私の知人に六十四才の奥さんを癌で亡くした方がおります。その奥さんは癌が発見されてからわずか三ヶ月半余りで亡くなりました。入院して間もなく医師よりもう手遅れのがんであることがご主人に知らされました。しかしご主人はもちろん家族の誰もがそれを受け入れることができませんでした。癌であることを知らせないまま一般病院で二ヶ月半余りを過ごした後、ビハーラ病棟(末期がんの専門病棟)に転院することになりました。ビハーラ病棟に入院相談の時、ご主人が入院の条件として本人がショックを受けるから決して病名については話さないことを強く申し出られました。
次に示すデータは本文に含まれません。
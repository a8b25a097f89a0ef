//! `observer_shared`
//!
//! Libraries shared between the observer engine and its test harness.
//!
//! Design goals:
//! - Keep the wire protocol and transport seam in one place.
//! - Typed errors at the component boundaries; `anyhow` only in binaries.
//! - No `unsafe`.

pub mod config;
pub mod error;
pub mod json;
pub mod math;
pub mod net;
pub mod proto;

pub mod prelude {
    //! Commonly used exports.

    pub use crate::config::*;
    pub use crate::error::*;
    pub use crate::math::*;
    pub use crate::net::*;
    pub use crate::proto::*;
}
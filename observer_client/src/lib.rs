//! `observer_client`
//!
//! Replay/observer engine for the train game. The server owns the
//! simulation; this crate fetches per-turn world snapshots, keeps a
//! rolling previous/current window with one speculative prefetch, and
//! interpolates train poses for any fractional turn the playback clock
//! asks for. Rendering and window chrome are external consumers of
//! [`scene::SceneFrame`].

pub mod colors;
pub mod interp;
pub mod playback;
pub mod scene;
pub mod snapshot;
pub mod topology;
pub mod window;

#[cfg(test)]
pub(crate) mod testutil;
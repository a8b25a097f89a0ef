//! Configuration.
//!
//! Loads observer configuration from JSON strings/files (file IO left to
//! the binary).

use serde::{Deserialize, Serialize};

/// Root configuration for an observer session.
#[derive(Debug, Clone, Serialize, Deserialize)]
pub struct ObserverConfig {
    /// Game server address, e.g. `127.0.0.1:2000`.
    pub server_addr: String,
    /// Display name announced at login.
    #[serde(default = "default_name")]
    pub name: String,
    /// Wall-clock seconds per simulation turn during playback.
    #[serde(default = "default_secs_per_turn")]
    pub secs_per_turn: f32,
    /// Last turn of the recorded session.
    #[serde(default = "default_max_turn")]
    pub max_turn: u32,
    /// Render/playback frame rate.
    #[serde(default = "default_frame_hz")]
    pub frame_hz: u32,
}

fn default_name() -> String {
    "Observer".to_string()
}

fn default_secs_per_turn() -> f32 {
    1.0
}

fn default_max_turn() -> u32 {
    100
}

fn default_frame_hz() -> u32 {
    30
}

impl Default for ObserverConfig {
    fn default() -> Self {
        Self {
            server_addr: "127.0.0.1:2000".to_string(),
            name: default_name(),
            secs_per_turn: default_secs_per_turn(),
            max_turn: default_max_turn(),
            frame_hz: default_frame_hz(),
        }
    }
}

impl ObserverConfig {
    /// Parses config from JSON.
    pub fn from_json_str(s: &str) -> serde_json::Result<Self> {
        serde_json::from_str(s)
    }
}

#[cfg(test)]
mod tests {
    use super::*;

    #[test]
    fn partial_json_fills_defaults() {
        let cfg = ObserverConfig::from_json_str(r#"{"server_addr": "10.0.0.1:2000"}"#).unwrap();
        assert_eq!(cfg.server_addr, "10.0.0.1:2000");
        assert_eq!(cfg.name, "Observer");
        assert_eq!(cfg.max_turn, 100);
    }
}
何も知らされない奥さんは入院後しばらくしても病状が悪化する一方でした。
ある日奥さんが医師に「私本当は何か悪い病気ではないのですかと」尋ねました。しかし先生は家族との約束がありその場はごまかすよりほかありませんでした。彼女は徐々に医師とも他の医療スタッフとも会話が無くなりました。そしてご主人をはじめ家族とも話さなくなり、一人沈黙する様になりました。それを見かねた看護婦が医師に家族全員と話し合うことを提案しました。話し合いの日は本人を除いた家族が集まりました。医師より詳しい病状説明があり「今を除いたら家族の会話が出来なくなります。今の病状を本人に告げる方がよいと思います」と勧めましたが「これまで隠してきたのだから今更言わないで下さい」とご主人が言われました。しかしその時ずっと沈黙して聞いていた次男さんが「僕には母さんのことを言う資格がないかもしれない。今まで母さんのことは父さんや兄さんに全て任せていたのだから、しかしこれは誰の話をしているのだろう。父さんや兄さんの事ではなく、母さんのいのちのことだ、それを本人抜きに決めていいのだろうか。僕は言うべきだと思う」と発言しました。そしてそれをきっかけにきちんと話し、そして全員で母さんを支えて行こうと言うことになりました。
最近は治らない病気でも告知をした方が良いという医療者もいます。しかしそれが多数派にはなっていません。何故でしょうか。その一つの理由は人間死んだらお終い。生きていることだけしか考えない人が圧倒的に多いのではないでしょうか。
生のみを見て、死を見ない人に死を語れないのは当然です。しかしそれでも人は死んでいきます、死は私たちにとって自然なことです。死の解決が生のよりどころになり私を生かす力になるのではないでしょうか。その死の解決を目指すものがお念仏の教えです。